Top of Task inputs
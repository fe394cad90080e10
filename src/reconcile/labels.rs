// src/reconcile/labels.rs

//! Static code → label dictionaries joined onto reconciled rows.

use serde::{Deserialize, Serialize};
use std::collections::BTreeMap;

/// Label used for unset or unmapped codes.
pub const SENTINEL_LABEL: &str = "TOTL";

/// Display label of an age cohort plus its broad age group.
#[derive(Debug, Clone, PartialEq, Serialize, Deserialize)]
pub struct CohortLabel {
    pub label: String,
    /// Education label used for this cohort's education totals in place of
    /// the sentinel (e.g. children, who have no education breakdown).
    #[serde(default)]
    pub broad_group: Option<String>,
}

#[derive(Debug, Clone, PartialEq, Serialize, Deserialize)]
#[serde(default)]
pub struct LabelDictionaries {
    pub gender: BTreeMap<String, String>,
    pub education: BTreeMap<String, String>,
    pub cohort: BTreeMap<String, CohortLabel>,
}

impl Default for LabelDictionaries {
    fn default() -> Self {
        let gender = [("Male", "MALE"), ("Female", "FEML")];
        let education = [
            ("No Education", "NOED"),
            ("Incomplete Primary", "INPR"),
            ("Primary", "PRIM"),
            ("Primary Education", "PRIM"),
            ("Lower Secondary", "LSEC"),
            ("Upper Secondary", "USEC"),
            ("Secondary Education", "SECO"),
            ("Post Secondary", "PSEC"),
            ("Short Post Secondary", "SPSC"),
            ("Bachelor", "BACH"),
            ("Master and higher", "MAST"),
            ("Tertiary Education", "TERT"),
        ];

        let mut cohort: BTreeMap<String, CohortLabel> = (0..100)
            .step_by(5)
            .map(|lo| {
                let broad_group = (lo < 15).then(|| "U15".to_string());
                (
                    format!("Aged{}-{}", lo, lo + 4),
                    CohortLabel {
                        label: format!("A{:02}{:02}", lo, lo + 4),
                        broad_group,
                    },
                )
            })
            .collect();
        cohort.insert(
            "Aged100+".into(),
            CohortLabel {
                label: "A100".into(),
                broad_group: None,
            },
        );

        Self {
            gender: to_map(&gender),
            education: to_map(&education),
            cohort,
        }
    }
}

fn to_map(pairs: &[(&str, &str)]) -> BTreeMap<String, String> {
    pairs
        .iter()
        .map(|(k, v)| (k.to_string(), v.to_string()))
        .collect()
}

impl LabelDictionaries {
    pub fn gender_label(&self, code: Option<&str>) -> &str {
        code.and_then(|c| self.gender.get(c))
            .map_or(SENTINEL_LABEL, String::as_str)
    }

    pub fn cohort_label(&self, code: Option<&str>) -> &str {
        code.and_then(|c| self.cohort.get(c))
            .map_or(SENTINEL_LABEL, |c| c.label.as_str())
    }

    /// Mapped education label; otherwise the cohort's broad group, then the sentinel.
    pub fn education_label(&self, code: Option<&str>, cohort: Option<&str>) -> &str {
        if let Some(label) = code.and_then(|c| self.education.get(c)) {
            return label;
        }
        cohort
            .and_then(|c| self.cohort.get(c))
            .and_then(|c| c.broad_group.as_deref())
            .unwrap_or(SENTINEL_LABEL)
    }
}

/// One named output array: rows of `variable` (optionally of one `model`).
#[derive(Debug, Clone, PartialEq, Serialize, Deserialize)]
pub struct ArrayGroup {
    pub name: String,
    pub description: String,
    pub variable: String,
    #[serde(default)]
    pub model: Option<String>,
}

impl ArrayGroup {
    pub fn matches(&self, model: &str, variable: &str) -> bool {
        self.variable == variable && self.model.as_deref().map_or(true, |m| m == model)
    }

    /// Population plus one GDP array per projection source.
    pub fn defaults() -> Vec<ArrayGroup> {
        vec![
            ArrayGroup {
                name: "POP".into(),
                description: "Population by age, gender and education (million)".into(),
                variable: "Population".into(),
                model: None,
            },
            ArrayGroup {
                name: "GDPO".into(),
                description: "GDP|PPP, OECD projections (million US$2017)".into(),
                variable: "GDP|PPP".into(),
                model: Some("OECD ENV-Growth 2023".into()),
            },
            ArrayGroup {
                name: "GDPI".into(),
                description: "GDP|PPP, IIASA projections (million US$2017)".into(),
                variable: "GDP|PPP".into(),
                model: Some("IIASA GDP 2023".into()),
            },
        ]
    }
}

/// Name of the first array matching (model, variable), else the variable itself.
pub fn array_name<'a>(arrays: &'a [ArrayGroup], model: &str, variable: &'a str) -> &'a str {
    arrays
        .iter()
        .find(|a| a.matches(model, variable))
        .map_or(variable, |a| a.name.as_str())
}
// src/interpolate/mod.rs

//! Densification of sparse snapshot series into annual series.

pub mod beers;
pub mod cohort;
pub mod spline;

pub use beers::interpolate_beers;
pub use cohort::{check_cohort_consistency, CohortViolation};
pub use spline::{interpolate_spline, CubicSpline, SplineMethod};

use crate::error::{EngineError, Result};
use crate::table::{partition, GroupKey, Observation, PartitionKey, Table};
use rayon::prelude::*;
use std::collections::HashMap;
use tracing::trace;

/// Sorted, finite (year, value) points of one partition, plus the row that
/// observed each year.
struct Snapshot<'a, R> {
    points: Vec<(i32, f64)>,
    observed: HashMap<i32, &'a R>,
}

/// Collect a partition's usable points. Non-finite values are dropped;
/// a repeated year is a defect and rejected.
fn snapshot<'a, R: Observation>(key: &PartitionKey, rows: &[&'a R]) -> Result<Snapshot<'a, R>> {
    let mut observed: HashMap<i32, &'a R> = HashMap::with_capacity(rows.len());
    for row in rows.iter().copied().filter(|r| r.value().is_finite()) {
        if observed.insert(row.year(), row).is_some() {
            return Err(EngineError::DuplicateYear {
                key: key.to_string(),
                year: row.year(),
            });
        }
    }
    let mut points: Vec<(i32, f64)> = observed.iter().map(|(y, r)| (*y, r.value())).collect();
    points.sort_by_key(|(y, _)| *y);
    Ok(Snapshot { points, observed })
}

/// Run `densify` over every partition of `table` in parallel.
///
/// `densify` receives at least two sorted points and must return one value
/// per integer year from the first to the last point. Observed years keep
/// their original row; gap years are cloned from the first observed row.
/// Partitions with a single usable point pass through unchanged.
pub(crate) fn densify_partitions<R, F>(table: &Table<R>, key: &GroupKey, densify: F) -> Result<Table<R>>
where
    R: Observation + Clone + Send + Sync,
    F: Fn(&PartitionKey, &[(i32, f64)]) -> Vec<(i32, f64)> + Sync,
{
    let parts: Vec<(PartitionKey, Vec<&R>)> = partition(table.rows(), key).into_iter().collect();

    let dense: Vec<Vec<R>> = parts
        .par_iter()
        .map(|(pk, rows)| {
            let snap = snapshot(pk, rows)?;
            if snap.points.len() < 2 {
                trace!(partition = %pk, points = snap.points.len(), "passing through");
                return Ok(snap.points.iter().map(|(y, _)| snap.observed[y].clone()).collect());
            }
            let template = snap.observed[&snap.points[0].0];
            let out = densify(pk, &snap.points)
                .into_iter()
                .map(|(year, value)| match snap.observed.get(&year) {
                    Some(row) => (*row).clone(),
                    None => template.with_point(year, value),
                })
                .collect();
            Ok(out)
        })
        .collect::<Result<Vec<_>>>()?;

    Ok(dense.into_iter().flatten().collect())
}

#[cfg(test)]
pub(crate) mod test_support {
    use crate::table::{Record, Table};

    pub fn series(variable: &str, points: &[(i32, f64)]) -> Vec<Record> {
        points
            .iter()
            .map(|(y, v)| Record::new("M", "SSP2", "FRA", variable, "million", *y, *v))
            .collect()
    }

    pub fn values_of(table: &Table, variable: &str) -> Vec<(i32, f64)> {
        table
            .iter()
            .filter(|r| r.variable == variable)
            .map(|r| (r.year, r.value))
            .collect()
    }
}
Bottom of Task inputs
● **Brief**: Tell how many lines of the listing contain the string "return", giving the number without any other words.

● **Worked solution**: 4